Here is Kuntzel's conclusion:

"It is not the technology that makes the Iranian nuclear programme so dangerous, but the ideological context within which it arises. For the first time since the splitting of the atom, we find the destructive force of the bomb linked to the fury of a holy anti-Jewish war.

“Without confronting the ideological roots of radical Islam it will be impossible to combat it”, suggested Tawfik Hamid, a former member of Jamaa Islamiya, an Islamic terrorist group led by Dr. Aiman Al-Zawahiri, the second-in-command of Al-Qaeda.[23] Today, this challenge applies not only to Iran, where hundreds of thousands of opponents of Ahmadinejad want to know what went wrong with Khomeinism and why. The impact of Radio Zeesen also ought to be discussed also in the Western world, where still too many pundits are wrongly trying to scapegoat Israel for the old and new antisemitism of the Iranian regime."
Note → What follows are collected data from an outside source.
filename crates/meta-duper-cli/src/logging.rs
use std::env;
use tracing::info;
use tracing_subscriber::prelude::*;
use tracing_subscriber::{fmt, EnvFilter};

pub fn init_logger() -> impl Drop {
    let filter = env::var("TRACING_LEVEL").unwrap_or_else(|_| "info".to_string());
    let filter_layer = EnvFilter::new(filter);

    let log_file_path =
        env::var("LOG_FILE_PATH").unwrap_or_else(|_| "./logs/meta-duper.log".to_string());

    let file_appender = tracing_appender::rolling::never("./", &log_file_path);
    let (non_blocking, guard) = tracing_appender::non_blocking(file_appender);

    tracing_subscriber::registry()
        .with(
            fmt::layer()
                .with_writer(std::io::stdout)
                .pretty()
                .with_file(false)
                .with_target(false)
                .without_time()
                .with_ansi(true),
        )
        .with(fmt::layer().with_writer(non_blocking).with_ansi(false))
        .with(filter_layer)
        .init();

    info!("Tracing is configured for stdout and {}", log_file_path);

    guard
}
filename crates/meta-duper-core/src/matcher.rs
use crate::metadata::MetadataRecord;
use tracing::{debug, trace};

/// Candidate indices found equal by metadata during the pairwise scan.
/// The first index is the anchor; indices are strictly increasing.
#[derive(Debug, Clone, PartialEq, Eq)]
pub struct DuplicateGroup {
    indices: Vec<usize>,
}

impl DuplicateGroup {
    fn open(anchor: usize, first_match: usize) -> Self {
        Self {
            indices: vec![anchor, first_match],
        }
    }

    pub fn anchor(&self) -> usize {
        self.indices[0]
    }

    pub fn indices(&self) -> &[usize] {
        &self.indices
    }

    pub fn len(&self) -> usize {
        self.indices.len()
    }

    pub fn is_empty(&self) -> bool {
        self.indices.is_empty()
    }

    pub fn into_indices(self) -> Vec<usize> {
        self.indices
    }
}

impl From<Vec<usize>> for DuplicateGroup {
    fn from(indices: Vec<usize>) -> Self {
        Self { indices }
    }
}

/// Scan every pair `i < j` and group `j` under `i` when both description
/// lines are equal. Each index anchors at most one group.
///
/// With `match_empty_description` off, a record with an empty 3rd line is
/// never used as a scan source, so it neither opens nor extends a group.
pub fn find_duplicate_groups(
    records: &[MetadataRecord],
    match_empty_description: bool,
) -> Vec<DuplicateGroup> {
    let mut groups: Vec<DuplicateGroup> = Vec::new();

    for (i, record) in records.iter().enumerate() {
        if !record.matchable {
            continue;
        }
        if !match_empty_description && record.line3.is_empty() {
            trace!("Empty description for {}, not matched", record.name);
            continue;
        }

        let mut group: Option<DuplicateGroup> = None;
        for (j, other) in records.iter().enumerate().skip(i + 1) {
            if !other.matchable || !record.same_description(other) {
                continue;
            }
            trace!("Duplicate at {} cmp {}: {}", i, j, record.line2);
            match group.as_mut() {
                Some(g) => g.indices.push(j),
                None => group = Some(DuplicateGroup::open(i, j)),
            }
        }
        groups.extend(group);
    }

    debug!("Found {} duplicate groups", groups.len());
    groups
}

#[cfg(test)]
mod tests {
    use super::*;

    fn record(index: usize, line2: &str, line3: &str) -> MetadataRecord {
        MetadataRecord {
            index,
            name: format!("{index} - ch - title.ts.meta"),
            segments: vec![index.to_string(), "ch".into(), "title".into()],
            line2: line2.to_string(),
            line3: line3.to_string(),
            matchable: true,
        }
    }

    fn indices(groups: &[DuplicateGroup]) -> Vec<Vec<usize>> {
        groups.iter().map(|g| g.indices().to_vec()).collect()
    }

    #[test]
    fn test_three_identical_one_distinct() {
        let records = vec![
            record(0, "Movie", "Plot"),
            record(1, "News", "Today"),
            record(2, "Movie", "Plot"),
            record(3, "Movie", "Plot"),
        ];
        let groups = find_duplicate_groups(&records, true);
        // Every anchor of the class opens its own group; the merger collapses them.
        assert_eq!(indices(&groups), vec![vec![0, 2, 3], vec![2, 3]]);
        assert!(groups.iter().all(|g| !g.indices().contains(&1)));
        assert_eq!(groups.iter().filter(|g| g.len() == 3).count(), 1);
    }

    #[test]
    fn test_title_alone_is_not_enough() {
        let records = vec![record(0, "Movie", "Plot A"), record(1, "Movie", "Plot B")];
        assert!(find_duplicate_groups(&records, true).is_empty());
    }

    #[test]
    fn test_unmatchable_records_never_group() {
        let mut blank = record(1, "", "");
        blank.matchable = false;
        let mut other_blank = record(2, "", "");
        other_blank.matchable = false;
        let records = vec![record(0, "Movie", "Plot"), blank, other_blank];
        assert!(find_duplicate_groups(&records, true).is_empty());
    }

    #[test]
    fn test_empty_description_matches_when_enabled() {
        let records = vec![record(0, "Movie", ""), record(1, "Movie", "")];
        assert_eq!(indices(&find_duplicate_groups(&records, true)), vec![vec![0, 1]]);
    }

    #[test]
    fn test_empty_description_skipped_when_disabled() {
        let records = vec![
            record(0, "Movie", ""),
            record(1, "Movie", ""),
            record(2, "Show", "Episode"),
            record(3, "Show", "Episode"),
        ];
        let groups = find_duplicate_groups(&records, false);
        assert_eq!(indices(&groups), vec![vec![2, 3]]);
    }

    #[test]
    fn test_groups_are_ordered_by_anchor() {
        let records = vec![
            record(0, "B", "b"),
            record(1, "A", "a"),
            record(2, "B", "b"),
            record(3, "A", "a"),
        ];
        let groups = find_duplicate_groups(&records, true);
        assert_eq!(indices(&groups), vec![vec![0, 2], vec![1, 3]]);
    }
}
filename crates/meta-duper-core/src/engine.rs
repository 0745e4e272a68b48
use crate::candidates::{CandidateList, CandidateSource, NameFilter};
use crate::cluster::{self, Cluster};
use crate::config::AppConfig;
use crate::error::Error;
use crate::keeper::{self, FsSizeProbe, SizeProbe, SizeTable};
use crate::matcher::{self, DuplicateGroup};
use crate::metadata::{self, MetadataRecord, SidecarFormat};
use crate::progress::ProgressReporter;
use crate::resolve::{self, Resolution};
use std::path::{Path, PathBuf};
use std::time::{Duration, Instant};
use tracing::{debug, info};

pub struct DedupeEngine {
    config: AppConfig,
    root: PathBuf,
}

/// Everything one run produced, handed to reporting, logging and removal.
#[derive(Debug)]
pub struct DedupeReport {
    pub candidates: CandidateList,
    pub records: Vec<MetadataRecord>,
    pub groups: Vec<DuplicateGroup>,
    /// Merged clusters with the keeper in the last slot.
    pub clusters: Vec<Cluster>,
    pub sizes: SizeTable,
    pub resolution: Resolution,
    pub duration: Duration,
}

impl DedupeReport {
    pub fn kept_names(&self) -> Vec<&str> {
        self.resolution.kept_names(&self.candidates)
    }

    pub fn removed_names(&self) -> Vec<&str> {
        self.resolution.removed_names(&self.candidates)
    }
}

impl DedupeEngine {
    pub fn new(config: AppConfig, root: impl Into<PathBuf>) -> Self {
        Self {
            config,
            root: root.into(),
        }
    }

    pub fn config(&self) -> &AppConfig {
        &self.config
    }

    pub fn root(&self) -> &Path {
        &self.root
    }

    pub fn sidecar_format(&self) -> SidecarFormat {
        SidecarFormat::from_config(&self.config)
    }

    /// List and filter names. Fails before any classification if the source
    /// cannot be read.
    pub fn collect_candidates(&self, source: &CandidateSource) -> Result<CandidateList, Error> {
        let filter = NameFilter::from_config(&self.config)?;
        let names = source.list_names()?;
        Ok(filter.apply(names))
    }

    /// Collect candidates from `source` and run the full pipeline on them.
    pub fn scan(
        &self,
        source: &CandidateSource,
        reporter: &dyn ProgressReporter,
    ) -> Result<DedupeReport, Error> {
        let candidates = self.collect_candidates(source)?;
        self.run(candidates, reporter)
    }

    /// Run the pipeline, sizing media files relative to the engine root.
    pub fn run(
        &self,
        candidates: CandidateList,
        reporter: &dyn ProgressReporter,
    ) -> Result<DedupeReport, Error> {
        let probe = FsSizeProbe::new(&self.root);
        self.run_with_probe(candidates, &probe, reporter)
    }

    /// Run the duplicate detection pipeline:
    /// 1. Read sidecar metadata for every candidate
    /// 2. Pairwise match on the two description lines
    /// 3. Merge overlapping groups into clusters
    /// 4. Move the copy to keep into each cluster's last slot
    /// 5. Classify every candidate as kept or removed
    pub fn run_with_probe(
        &self,
        candidates: CandidateList,
        probe: &dyn SizeProbe,
        reporter: &dyn ProgressReporter,
    ) -> Result<DedupeReport, Error> {
        self.config.validate()?;
        let start = Instant::now();
        let format = self.sidecar_format();

        info!("Reading metadata for {} candidates...", candidates.len());
        let records = metadata::extract_all(&self.root, &candidates, &format, reporter);

        info!("Matching descriptions...");
        let groups = matcher::find_duplicate_groups(&records, self.config.match_empty_description);
        debug!("Duplicate groups: {:?}", groups);
        let clusters = cluster::merge_groups(groups.clone());
        debug!("Cleaned clusters: {:?}", clusters);
        reporter.on_match_complete(groups.len(), clusters.len());

        info!("Comparing sizes in {} clusters...", clusters.len());
        let mut sizes = SizeTable::new();
        let clusters = keeper::select_keepers(
            clusters,
            &candidates,
            &format,
            self.config.size_factor,
            &mut sizes,
            probe,
            reporter,
        );

        let resolution = resolve::classify(candidates.len(), &clusters);
        let duration = start.elapsed();
        info!(
            "{} candidates, {} duplicate clusters, {} to remove in {:.2}s",
            candidates.len(),
            clusters.len(),
            resolution.removed_indices().len(),
            duration.as_secs_f64()
        );

        Ok(DedupeReport {
            candidates,
            records,
            groups,
            clusters,
            sizes,
            resolution,
            duration,
        })
    }
}
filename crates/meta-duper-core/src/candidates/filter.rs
use super::CandidateList;
use crate::config::AppConfig;
use crate::error::Error;
use regex::Regex;
use std::collections::BTreeSet;
use tracing::{debug, trace};

/// Required/excluded name patterns, compiled once per run.
#[derive(Debug, Clone)]
pub struct NameFilter {
    required: Vec<Regex>,
    excluded: Vec<Regex>,
}

impl NameFilter {
    pub fn new(required: &[String], excluded: &[String]) -> Result<Self, Error> {
        Ok(Self {
            required: compile(required)?,
            excluded: compile(excluded)?,
        })
    }

    pub fn from_config(config: &AppConfig) -> Result<Self, Error> {
        Self::new(&config.required_patterns, &config.excluded_patterns)
    }

    /// Build the candidate list: names matching any required pattern (all
    /// names when there are none), deduplicated and sorted, minus names that
    /// match an excluded pattern.
    pub fn apply(&self, names: Vec<String>) -> CandidateList {
        let selected: BTreeSet<String> = names
            .into_iter()
            .filter(|name| self.required.is_empty() || self.required.iter().any(|re| re.is_match(name)))
            .collect();

        let mut kept = Vec::with_capacity(selected.len());
        let mut skipped = Vec::new();
        for name in selected {
            if self.excluded.iter().any(|re| re.is_match(&name)) {
                trace!("Skipping {} by pattern", name);
                skipped.push(name);
            } else {
                kept.push(name);
            }
        }

        debug!(
            "{} candidates selected, {} skipped by pattern",
            kept.len(),
            skipped.len()
        );
        CandidateList::new(kept, skipped)
    }
}

fn compile(patterns: &[String]) -> Result<Vec<Regex>, Error> {
    patterns
        .iter()
        .map(|p| Regex::new(p).map_err(Error::from))
        .collect()
}
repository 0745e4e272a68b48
use crate::matcher::DuplicateGroup;
use std::fmt;
use tracing::{debug, trace};

/// A duplicate set after merging. The last member is the keeper slot.
#[derive(Debug, Clone, PartialEq, Eq)]
pub struct Cluster {
    members: Vec<usize>,
}

impl Cluster {
    pub fn new(members: Vec<usize>) -> Self {
        Self { members }
    }

    pub fn members(&self) -> &[usize] {
        &self.members
    }

    pub fn len(&self) -> usize {
        self.members.len()
    }

    pub fn is_empty(&self) -> bool {
        self.members.is_empty()
    }

    pub fn anchor(&self) -> Option<usize> {
        self.members.first().copied()
    }

    pub fn keeper(&self) -> Option<usize> {
        self.members.last().copied()
    }

    /// Members that lose to the keeper.
    pub fn removable(&self) -> &[usize] {
        match self.members.split_last() {
            Some((_, rest)) => rest,
            None => &[],
        }
    }

    pub(crate) fn swap_into_keeper_slot(&mut self, position: usize) {
        let last = self.members.len() - 1;
        self.members.swap(position, last);
    }

    /// The cluster without `index`, or `None` once fewer than two members
    /// would remain.
    pub(crate) fn without(&self, index: usize) -> Option<Cluster> {
        if self.members.len() <= 2 {
            return None;
        }
        let members = self.members.iter().copied().filter(|&m| m != index).collect();
        Some(Cluster { members })
    }
}

impl From<DuplicateGroup> for Cluster {
    fn from(group: DuplicateGroup) -> Self {
        Cluster::new(group.into_indices())
    }
}

impl fmt::Display for Cluster {
    fn fmt(&self, f: &mut fmt::Formatter<'_>) -> fmt::Result {
        write!(f, "[")?;
        for (i, member) in self.members.iter().enumerate() {
            if i > 0 {
                write!(f, ", ")?;
            }
            write!(f, "{}", member)?;
        }
        write!(f, "]")
    }
}

/// Collapse overlapping groups into clusters.
///
/// Each group, left to right, absorbs the later groups anchored at its 2nd,
/// 3rd, ... members, walking those members in order against the remaining
/// groups. The last member of a group never absorbs anything. The remaining
/// list is rebuilt on every pass.
pub fn merge_groups(groups: Vec<DuplicateGroup>) -> Vec<Cluster> {
    let found = groups.len();
    let mut remaining: Vec<DuplicateGroup> = groups;
    let mut clusters: Vec<Cluster> = Vec::with_capacity(found);

    while !remaining.is_empty() {
        let group = remaining.remove(0);
        let members = group.indices();
        let mut cursor = 1;
        let mut rest = Vec::with_capacity(remaining.len());

        for later in remaining {
            if cursor + 1 < members.len() && members[cursor] == later.anchor() {
                trace!("Group anchored at {} absorbed by {}", later.anchor(), group.anchor());
                cursor += 1;
            } else {
                rest.push(later);
            }
        }

        remaining = rest;
        clusters.push(Cluster::from(group));
    }

    debug!("Merged {} groups into {} clusters", found, clusters.len());
    clusters
}
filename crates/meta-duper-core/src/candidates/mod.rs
pub mod filter;
pub mod source;

pub use filter::NameFilter;
pub use source::CandidateSource;

/// The fixed, sorted list of names every later phase addresses by index.
#[derive(Debug, Clone, Default, PartialEq)]
pub struct CandidateList {
    names: Vec<String>,
    skipped: Vec<String>,
}

impl CandidateList {
    pub fn new(names: Vec<String>, skipped: Vec<String>) -> Self {
        Self { names, skipped }
    }

    pub fn len(&self) -> usize {
        self.names.len()
    }

    pub fn is_empty(&self) -> bool {
        self.names.is_empty()
    }

    pub fn get(&self, index: usize) -> Option<&str> {
        self.names.get(index).map(String::as_str)
    }

    pub fn names(&self) -> &[String] {
        &self.names
    }

    /// Names dropped by an excluded pattern, sorted.
    pub fn skipped(&self) -> &[String] {
        &self.skipped
    }

    pub fn iter(&self) -> impl Iterator<Item = (usize, &str)> {
        self.names.iter().map(String::as_str).enumerate()
    }
}
/// Trait for reporting pipeline progress.
///
/// The CLI implements it with indicatif spinners and bars. All methods have
/// default no-op implementations.
pub trait ProgressReporter {
    fn on_extract_start(&self, _total: usize) {}
    fn on_extract_progress(&self, _done: usize, _total: usize) {}
    fn on_extract_complete(&self, _sidecars: usize, _duration_secs: f64) {}
    fn on_match_complete(&self, _groups: usize, _clusters: usize) {}
    fn on_size_start(&self, _clusters: usize) {}
    fn on_size_progress(&self, _done: usize, _total: usize) {}
    fn on_size_complete(&self, _lookups: usize, _duration_secs: f64) {}
}

/// No-op progress reporter for silent operation.
pub struct SilentReporter;

impl ProgressReporter for SilentReporter {}
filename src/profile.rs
//! Elevation profile data.
//!
//! Turns a track into the distance/elevation series an elevation chart plots,
//! along with the usual summary figures (total distance, gain, loss, extremes).
//! Distances are cumulative great-circle distances, so they match what the map shows
//! regardless of how steep the track is.

use crate::geo_utils::haversine_distance;
use crate::TrackPoint;

/// One point of the profile chart.
#[derive(Debug, Clone, Copy, PartialEq)]
#[cfg_attr(feature = "ffi", derive(uniffi::Record))]
pub struct ProfileSample {
    /// Distance from the start of the track in meters
    pub distance: f64,
    /// Elevation in meters
    pub elevation: f64,
}

/// Elevation profile of a track.
#[derive(Debug, Clone, PartialEq)]
#[cfg_attr(feature = "ffi", derive(uniffi::Record))]
pub struct ElevationProfile {
    /// One sample per track point, in track order
    pub samples: Vec<ProfileSample>,
    pub total_distance: f64,
    /// Sum of all positive elevation changes
    pub elevation_gain: f64,
    /// Sum of all negative elevation changes, as a positive number
    pub elevation_loss: f64,
    pub min_elevation: f64,
    pub max_elevation: f64,
}

impl ElevationProfile {
    /// Build the profile of a track.
    ///
    /// Returns `None` for tracks with fewer than 2 points, which have no profile to draw.
    ///
    /// # Example
    /// ```
    /// use track_layers::{TrackPoint, ElevationProfile};
    ///
    /// let points = vec![
    ///     TrackPoint::new(8.000, 47.000, 400.0),
    ///     TrackPoint::new(8.000, 47.001, 450.0),
    ///     TrackPoint::new(8.000, 47.002, 420.0),
    /// ];
    /// let profile = ElevationProfile::from_points(&points).unwrap();
    /// assert_eq!(profile.elevation_gain, 50.0);
    /// assert_eq!(profile.elevation_loss, 30.0);
    /// ```
    pub fn from_points(points: &[TrackPoint]) -> Option<Self> {
        if points.len() < 2 {
            return None;
        }

        let mut samples = Vec::with_capacity(points.len());
        let mut distance = 0.0;
        let mut gain = 0.0;
        let mut loss = 0.0;
        let mut min_elevation = f64::INFINITY;
        let mut max_elevation = f64::NEG_INFINITY;

        for (i, p) in points.iter().enumerate() {
            if i > 0 {
                let prev = &points[i - 1];
                distance += haversine_distance(prev, p);

                let delta = p.elevation - prev.elevation;
                if delta > 0.0 {
                    gain += delta;
                } else {
                    loss -= delta;
                }
            }

            min_elevation = min_elevation.min(p.elevation);
            max_elevation = max_elevation.max(p.elevation);
            samples.push(ProfileSample { distance, elevation: p.elevation });
        }

        Some(Self {
            samples,
            total_distance: distance,
            elevation_gain: gain,
            elevation_loss: loss,
            min_elevation,
            max_elevation,
        })
    }

    /// Elevation at a distance along the track, linearly interpolated between samples.
    ///
    /// Distances outside the track clamp to the first or last sample. Returns `None` for a
    /// non-finite distance.
    pub fn elevation_at(&self, distance: f64) -> Option<f64> {
        if !distance.is_finite() {
            return None;
        }
        let first = self.samples.first()?;
        let last = self.samples.last()?;
        if distance <= first.distance {
            return Some(first.elevation);
        }
        if distance >= last.distance {
            return Some(last.elevation);
        }

        // First sample at or beyond the requested distance
        let idx = self.samples.partition_point(|s| s.distance < distance);
        // NaN sample distances break the ordering; bail out instead of indexing past either end
        let a = self.samples.get(idx.checked_sub(1)?)?;
        let b = self.samples.get(idx)?;
        let span = b.distance - a.distance;
        if span <= 0.0 {
            return Some(b.elevation);
        }
        let t = (distance - a.distance) / span;
        Some(a.elevation + t * (b.elevation - a.elevation))
    }
}

#[cfg(test)]
mod tests {
    use super::*;
    use crate::geo_utils::polyline_length;

    fn approx_eq(a: f64, b: f64, epsilon: f64) -> bool {
        (a - b).abs() < epsilon
    }

    fn climb_and_descent() -> Vec<TrackPoint> {
        vec![
            TrackPoint::new(9.790, 46.315, 1800.0),
            TrackPoint::new(9.790, 46.316, 1850.0),
            TrackPoint::new(9.790, 46.317, 1900.0),
            TrackPoint::new(9.790, 46.318, 1870.0),
            TrackPoint::new(9.790, 46.319, 1880.0),
        ]
    }

    #[test]
    fn test_profile_too_short() {
        assert!(ElevationProfile::from_points(&[]).is_none());
        assert!(ElevationProfile::from_points(&[TrackPoint::new(9.79, 46.31, 1800.0)]).is_none());
    }

    #[test]
    fn test_profile_statistics() {
        let points = climb_and_descent();
        let profile = ElevationProfile::from_points(&points).unwrap();

        assert_eq!(profile.samples.len(), 5);
        assert_eq!(profile.elevation_gain, 110.0);
        assert_eq!(profile.elevation_loss, 30.0);
        assert_eq!(profile.min_elevation, 1800.0);
        assert_eq!(profile.max_elevation, 1900.0);
        assert!(approx_eq(profile.total_distance, polyline_length(&points), 1e-6));
    }

    #[test]
    fn test_profile_distances_increase() {
        let profile = ElevationProfile::from_points(&climb_and_descent()).unwrap();
        assert_eq!(profile.samples[0].distance, 0.0);
        assert!(profile.samples.windows(2).all(|w| w[1].distance > w[0].distance));
    }

    #[test]
    fn test_elevation_at() {
        let profile = ElevationProfile::from_points(&climb_and_descent()).unwrap();
        let mid = (profile.samples[0].distance + profile.samples[1].distance) / 2.0;

        assert!(approx_eq(profile.elevation_at(mid).unwrap(), 1825.0, 1e-6));
        assert_eq!(profile.elevation_at(-10.0), Some(1800.0));
        assert_eq!(profile.elevation_at(1e9), Some(1880.0));
    }

    #[test]
    fn test_elevation_at_nan() {
        let points = [
            TrackPoint::new(8.0, 47.0, 400.0),
            TrackPoint::new(8.0, 47.001, 450.0),
        ];
        let profile = ElevationProfile::from_points(&points).unwrap();
        assert_eq!(profile.elevation_at(f64::NAN), None);
        assert_eq!(profile.elevation_at(f64::INFINITY), None);

        // A NaN coordinate poisons every distance after it
        let poisoned = [
            TrackPoint::new(8.0, 47.0, 400.0),
            TrackPoint::new(f64::NAN, 47.001, 450.0),
            TrackPoint::new(8.0, 47.002, 420.0),
        ];
        let profile = ElevationProfile::from_points(&poisoned).unwrap();
        for d in [-1.0, 0.0, 50.0, 150.0, 1e9] {
            let _ = profile.elevation_at(d);
        }
    }
}
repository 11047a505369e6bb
//! Fetch togeojson tracks over HTTP and derive their layers.
//!
//! Run with: cargo run --example fetch_track --features http -- <url> [<url>...]

use std::env;
use track_layers::{derive_layers, PipelineConfig, TrackFetcher};

#[tokio::main]
async fn main() {
    let urls: Vec<String> = env::args().skip(1).collect();
    if urls.is_empty() {
        eprintln!("usage: fetch_track <url> [<url>...]");
        std::process::exit(1);
    }

    let fetcher = match TrackFetcher::new() {
        Ok(f) => f,
        Err(e) => {
            eprintln!("{}", e);
            std::process::exit(1);
        }
    };

    let config = PipelineConfig::default();
    for (url, result) in urls.iter().zip(fetcher.fetch_tracks(urls.clone()).await) {
        match result.and_then(|track| derive_layers(&track, &config)) {
            Ok(layers) => println!(
                "{}: {} points, {} heart-rate segments",
                url,
                layers.path.len(),
                layers.heart_rate_segments.as_ref().map_or(0, Vec::len)
            ),
            Err(e) => println!("{}: {}", url, e),
        }
    }
}
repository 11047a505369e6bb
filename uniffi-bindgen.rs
fn main() {
    uniffi::uniffi_bindgen_main()
}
Read it all here. This history is why the term "Islamofascism" is correct as an objective description of radical, antisemitic, political Islam. There is much in Islam's past history that is anti-Jewish going all the way back to the early days of the Prophet. But in the 20th century a dangerous mutation occurred as traditional Islamic-Jewish rivalry fused with the virus of modern, antisemitism of European origin.

For the American administration naively to address Islam as the religion of peace and to treat Islamic terrorism as the work of individual crackpots here and there is just inadequate as a response. It makes Neville Chamberlain's response to Hitler look strong and uncompromising - and the analogy is exquisitely appropriate.